Controllers cloud-node and cloud-node-lifecycle

The cloud-node controller is responsible for initializing new nodes in the cluster. When a new node is added to the cluster, either by an auto-scaler or manually, the cloud-node controller communicates with the cloud provider's API to register and attach the node to the cluster. It also adds labels and taints to the node, such as:

topology.kubernetes.io/region
topology.kubernetes.io/zone
node.kubernetes.io/instance-type

These labels help the Kubernetes scheduler place pods on the correct nodes. For example, you can configure a pod to run only in a specific region, zone, or cloud provider environment.

The cloud-node-lifecycle controller is responsible for removing nodes from the cluster. When a node is deleted—either manually, due to failure, or by an auto-scaler—the cloud-node-lifecycle controller ensures that the node is properly removed from the cluster's state. It also handles:

Detaching cloud resources associated with the node.
Ensuring all pods running on the removed node are rescheduled to other healthy nodes.

These controllers work together to ensure node lifecycle management aligns with both the Kubernetes cluster state and the cloud provider's infrastructure.

Controller node-route-controller

The node-route-controller is responsible for creating and managing network routes inside the cloud provider's network. When a new node is added to the cluster, the node-route-controller communicates with the cloud provider's API to create a route that directs traffic to the new node.

How It Works:

The controller ensures traffic can flow between nodes, even if they are spread across different availability zones.
It is particularly useful when you want to route traffic from an external load balancer directly to the pods on the nodes.

Not all cloud providers support this feature. Support depends on the cloud provider's networking capabilities. It typically works best in one cloud-only environments where routing is fully managed by the cloud provider.

In hybrid cloud environments, the node-route-controller introduces additional complexity because you need to manage pod-subnet routes between: on-premises infrastructure, different cloud environments.

This means configuring consistent routing tables across both environments to ensure traffic flows correctly. Misconfigurations or lack of routing support can cause network connectivity issues between pods across on-premises and cloud nodes.

You can check the pod-subnets and node IPs by commands:

# Pod CIDR
kubectl get nodes -o jsonpath='{range .items[*].spec}{.podCIDRs}{"\n"}{end}'; echo
# Node IPs
kubectl get nodes -o jsonpath='{range .items[*].status.addresses[?(@.type=="InternalIP")]}{.address}{"\n"}{end}'

Output should be like this:

# Pod CIDR
["10.32.7.0/24","fd00:10:32::7:0/112"]
["10.32.10.0/24","fd00:10:32::a:0/112"]
# Node IPs
172.16.2.100
172.16.2.101

In a Kubernetes cluster, node IPs usually come from the same subnet, meaning all nodes are part of one network range. However, the pods on each node get their IP addresses from different subnets (Pod CIDRs). The node-route-controller solves this by creating routes in the cloud provider's network. These routes tell the cloud network how to reach each pod subnet through its corresponding node.

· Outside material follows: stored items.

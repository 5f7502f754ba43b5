use super::*;

use crate::domain::RecordStore;
use tracing::{debug, error, info, warn};

#[derive(Debug, Clone, Copy, PartialEq, Eq)]
pub enum GatewayState {
    Uninitialized,
    FileReady,
    Loaded,
    LoadFailed,
    Persisted,
}

/// Moves the whole customer collection between a `RecordStore` and one
/// backing file: ensure, load once, flush once.
pub struct PersistenceGateway {
    backend: Box<dyn CustomerStore>,
    create_if_missing: bool,
    state: GatewayState,
}

impl PersistenceGateway {
    pub fn new(backend: Box<dyn CustomerStore>, create_if_missing: bool) -> Self {
        Self {
            backend,
            create_if_missing,
            state: GatewayState::Uninitialized,
        }
    }

    pub fn state(&self) -> GatewayState {
        self.state
    }

    pub fn medium(&self) -> &str {
        self.backend.get_medium()
    }

    pub fn path(&self) -> &Path {
        self.backend.path()
    }

    fn expect_state(&self, expected: GatewayState, action: &str) -> Result<(), AppError> {
        if self.state != expected {
            return Err(AppError::Lifecycle(format!(
                "cannot {} while {:?} (expected {:?})",
                action, self.state, expected
            )));
        }
        Ok(())
    }

    /// Creates an empty backing file when allowed and absent. A failure here
    /// is logged and startup carries on; `load` then reports the real state
    /// of the file.
    pub fn ensure_store_exists(&mut self) -> Result<(), AppError> {
        self.expect_state(GatewayState::Uninitialized, "ensure the data file")?;

        if self.create_if_missing {
            match self.backend.create_if_missing() {
                Ok(true) => info!(
                    path = %self.backend.path().display(),
                    medium = self.backend.get_medium(),
                    "created empty data file"
                ),
                Ok(false) => debug!(path = %self.backend.path().display(), "data file present"),
                Err(e) => warn!(
                    path = %self.backend.path().display(),
                    error = %e,
                    "could not create data file, continuing"
                ),
            }
        }

        self.state = GatewayState::FileReady;
        Ok(())
    }

    /// Appends every stored record to `store`, in stored order.
    pub fn load(&mut self, store: &mut RecordStore) -> Result<usize, AppError> {
        self.expect_state(GatewayState::FileReady, "load")?;

        let loaded = self
            .backend
            .load()
            .and_then(|records| store.extend_loaded(records));

        match loaded {
            Ok(count) => {
                info!(
                    path = %self.backend.path().display(),
                    medium = self.backend.get_medium(),
                    count,
                    "loaded customers"
                );
                self.state = GatewayState::Loaded;
                Ok(count)
            }
            Err(e) => {
                self.state = GatewayState::LoadFailed;
                Err(e)
            }
        }
    }

    /// Overwrites the backing file with `records`. Runs at most once; a
    /// failed write is logged and not retried.
    pub fn flush(&mut self, records: &[CustomerRecord]) -> Result<(), AppError> {
        self.expect_state(GatewayState::Loaded, "flush")?;
        self.state = GatewayState::Persisted;

        match self.backend.save(records) {
            Ok(()) => {
                info!(
                    path = %self.backend.path().display(),
                    medium = self.backend.get_medium(),
                    count = records.len(),
                    "saved customers"
                );
                Ok(())
            }
            Err(e) => {
                error!(
                    path = %self.backend.path().display(),
                    count = records.len(),
                    error = %e,
                    "failed to save customers, changes from this session are lost"
                );
                Err(e)
            }
        }
    }
}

From the cloud provider's side it will look like this:

ip route add 10.32.7.0/24 gw 172.16.2.100
ip route add 10.32.10.0/24 gw 172.16.2.101

After the node-route-controller sets up the routes in the cloud provider's network, cloud services like LoadBalancer will know how to route traffic to the pods.

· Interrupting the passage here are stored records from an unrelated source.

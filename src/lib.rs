pub mod cli;
pub mod config;
pub mod domain;
pub mod errors;
pub mod helper;
pub mod logging;
pub mod prelude;
pub mod storage;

Controller service-lb-controller

The service-lb-controller is responsible for creating and managing load balancers in the cloud provider's network. When you create a LoadBalancer service in Kubernetes, the service-lb-controller will create a cloud load balancer in the cloud provider's API and route traffic to the service's pods through the node ports or directly to the pods.

apiVersion: v1
kind: Service
metadata:
  name: my-service
spec:
  loadBalancerClass: my-cloud-provider
  allocateLoadBalancerNodePorts: true
  selector:
    app: MyApp
  ports:
    - protocol: TCP
      port: 80
      targetPort: 8080
  clusterIP: 10.0.171.239
  type: LoadBalancer
status:
  loadBalancer:
    ingress:
      - ip: 192.0.2.127

The allocateLoadBalancerNodePorts option tells the service-lb-controller to create a node port for the service, in case if the cloud provider does not support direct routing to the pods. The cloud provider will create a load balancer and route traffic to the node port, which will then forward it to the service's pods. Default value is true.

The loadBalancerClass option specifies the cloud provider's load balancer class to use. This is useful in hybrid cloud environments, otherwise, the CCM with service-lb-controller could create a cloud load balancer in all cloud providers where the cluster is running. The default value is undefined.

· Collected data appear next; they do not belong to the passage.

use super::*;

use crate::helper;
use csv::{Reader, Writer};
use std::fs::File;
use std::io::{BufReader, Write};
use std::path::PathBuf;

pub const DEFAULT_IMPORT_PATH: &str = "./csv/customers.csv";
pub const DEFAULT_EXPORT_PATH: &str = "./csv/exported.csv";

/// One JSON object per line, after a versioned header line.
pub struct JsonStorage {
    pub medium: String,
    pub path: PathBuf,
}

impl JsonStorage {
    pub fn new(path: impl Into<PathBuf>) -> Self {
        Self {
            medium: "json".to_string(),
            path: path.into(),
        }
    }
}

/// `{ key=value ... }` blocks, one per customer.
pub struct TxtStorage {
    pub medium: String,
    pub path: PathBuf,
}

impl TxtStorage {
    pub fn new(path: impl Into<PathBuf>) -> Self {
        Self {
            medium: "txt".to_string(),
            path: path.into(),
        }
    }
}

/// Keeps nothing between runs.
pub struct MemStorage {
    pub medium: String,
    pub path: PathBuf,
}

impl MemStorage {
    pub fn new(path: impl Into<PathBuf>) -> Self {
        Self {
            medium: "mem".to_string(),
            path: path.into(),
        }
    }
}

pub struct CsvStorage {
    pub medium: String,
    pub path: PathBuf,
}

impl CsvStorage {
    /// Source must be a `.csv` file; directories are refused.
    pub fn for_import(path: Option<&Path>) -> Result<Self, AppError> {
        let file_path = path
            .map(Path::to_path_buf)
            .unwrap_or_else(|| PathBuf::from(DEFAULT_IMPORT_PATH));

        if file_path.is_dir() {
            return Err(AppError::Validation(format!(
                "{} is a directory, import needs a .csv file",
                file_path.display()
            )));
        }
        Self::with_csv_extension(file_path)
    }

    /// A directory destination gets `exported.csv` inside it.
    pub fn for_export(path: Option<&Path>) -> Result<Self, AppError> {
        let file_path = path
            .map(Path::to_path_buf)
            .unwrap_or_else(|| PathBuf::from(DEFAULT_EXPORT_PATH));

        if file_path.is_dir() {
            return Ok(Self::csv(file_path.join("exported.csv")));
        }
        Self::with_csv_extension(file_path)
    }

    fn with_csv_extension(file_path: PathBuf) -> Result<Self, AppError> {
        if file_path.extension().is_none_or(|ext| ext != "csv") {
            return Err(AppError::Validation("File must be a .csv file".to_string()));
        }
        Ok(Self::csv(file_path))
    }

    fn csv(path: PathBuf) -> Self {
        Self {
            medium: "csv".to_string(),
            path,
        }
    }
}

fn write_truncating(path: &Path, data: &[u8]) -> Result<(), AppError> {
    create_file_parent(path)?;

    let mut file = OpenOptions::new()
        .write(true)
        .create(true)
        .truncate(true)
        .open(path)?;

    file.write_all(data)?;
    file.sync_all()?;
    Ok(())
}

impl CustomerStore for JsonStorage {
    fn load(&self) -> Result<Vec<CustomerRecord>, AppError> {
        if !fs::exists(&self.path)? {
            return Ok(Vec::new());
        }

        let reader = BufReader::new(File::open(&self.path)?);
        helper::deserialize_customers_from_json_lines(reader)
    }

    fn save(&self, records: &[CustomerRecord]) -> Result<(), AppError> {
        let data = helper::serialize_customers_to_json_lines(records)?;
        write_truncating(&self.path, data.as_bytes())
    }

    fn get_medium(&self) -> &str {
        &self.medium
    }

    fn path(&self) -> &Path {
        &self.path
    }
}

impl CustomerStore for TxtStorage {
    fn load(&self) -> Result<Vec<CustomerRecord>, AppError> {
        if !fs::exists(&self.path)? {
            return Ok(Vec::new());
        }

        let reader = BufReader::new(File::open(&self.path)?);
        helper::deserialize_customers_from_txt_buffer(reader)
    }

    fn save(&self, records: &[CustomerRecord]) -> Result<(), AppError> {
        let data = helper::serialize_customers_to_txt(records);
        write_truncating(&self.path, data.as_bytes())
    }

    fn get_medium(&self) -> &str {
        &self.medium
    }

    fn path(&self) -> &Path {
        &self.path
    }
}

impl CustomerStore for MemStorage {
    fn load(&self) -> Result<Vec<CustomerRecord>, AppError> {
        Ok(Vec::new())
    }

    fn save(&self, _records: &[CustomerRecord]) -> Result<(), AppError> {
        Ok(())
    }

    fn get_medium(&self) -> &str {
        &self.medium
    }

    fn path(&self) -> &Path {
        &self.path
    }

    fn create_if_missing(&self) -> Result<bool, AppError> {
        Ok(false)
    }
}

impl CustomerStore for CsvStorage {
    fn load(&self) -> Result<Vec<CustomerRecord>, AppError> {
        if !self.path.exists() {
            return Err(AppError::NotFound("CSV file".to_string()));
        }

        let mut reader = Reader::from_path(&self.path)?;
        let mut records = Vec::new();

        for result in reader.deserialize() {
            let record: CustomerRecord = result?;
            records.push(record);
        }

        Ok(records)
    }

    fn save(&self, records: &[CustomerRecord]) -> Result<(), AppError> {
        create_file_parent(&self.path)?;

        let mut writer = Writer::from_path(&self.path)?;

        for record in records {
            writer.serialize(record)?;
        }

        writer.flush()?;

        Ok(())
    }

    fn get_medium(&self) -> &str {
        &self.medium
    }

    fn path(&self) -> &Path {
        &self.path
    }

    fn create_if_missing(&self) -> Result<bool, AppError> {
        Ok(false)
    }
}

The status.loadBalancer.ingress field shows the IP address of the cloud load balancer. You can use this IP address to access the service from outside the cluster. This IP from different subnets of you kubernetes cluster. It can be a public IP address or a private IP address, depending on the cloud provider's configuration.

Hybrid Cloud Considerations

When deploying a Cloud Controller Manager (CCM) in a hybrid cloud environment, there are several key points to keep in mind:

Most CCMs are designed to work only in their respective cloud environments. They assume full control over nodes, routes, and load balancers within their cloud infrastructure.
LoadBalancer services are tightly integrated with the cloud provider's network. In a hybrid cloud environment, LoadBalancer services may not work properly, or their setup may require manual configuration and custom routing rules.
The cloud provider's network may not be able to route traffic directly to pod IPs located in a different cloud or on-premises environment. You may need to manually configure custom routes or use dedicated networking solutions (e.g., VPNs, interconnects, or SD-WAN) to ensure connectivity.
Running two CCMs in a single Kubernetes cluster is tricky and can cause conflicts. Both CCMs may attempt to manage the same nodes, routes, or load balancers. Without clear separation of responsibilities, you might encounter unexpected behavior or resource management issues.

Recommendations:

The node-route-controller and service-lb-controller may not work as expected in a hybrid cloud environment. Just disable them.
The cloud-node-lifecycle can remove the nodes from another cloud provider's environment, because it doesn't know about this nodes on cloud provider's side.
The nodes from one cloud provider may not initialize properly in another provider's environment. However, the CCM specific to each environment will usually handle node initialization correctly. So cloud-node keeps working well.
cloud-node-lifecycle controller may remove nodes from another cloud provider because it doesn’t recognize them. Mismanagement can cause healthy nodes to be removed unintentionally. To prevent this we need to add changes to the code to avoid removing nodes from another cloud provider.

Conclusion

The Cloud Controller Manager (CCM) is a critical component for managing cloud resources, enabling dynamic scaling, and ensuring nodes are properly prepared in cloud environments. It acts as the bridge between Kubernetes and cloud infrastructure, automating resource management and simplifying cluster operations.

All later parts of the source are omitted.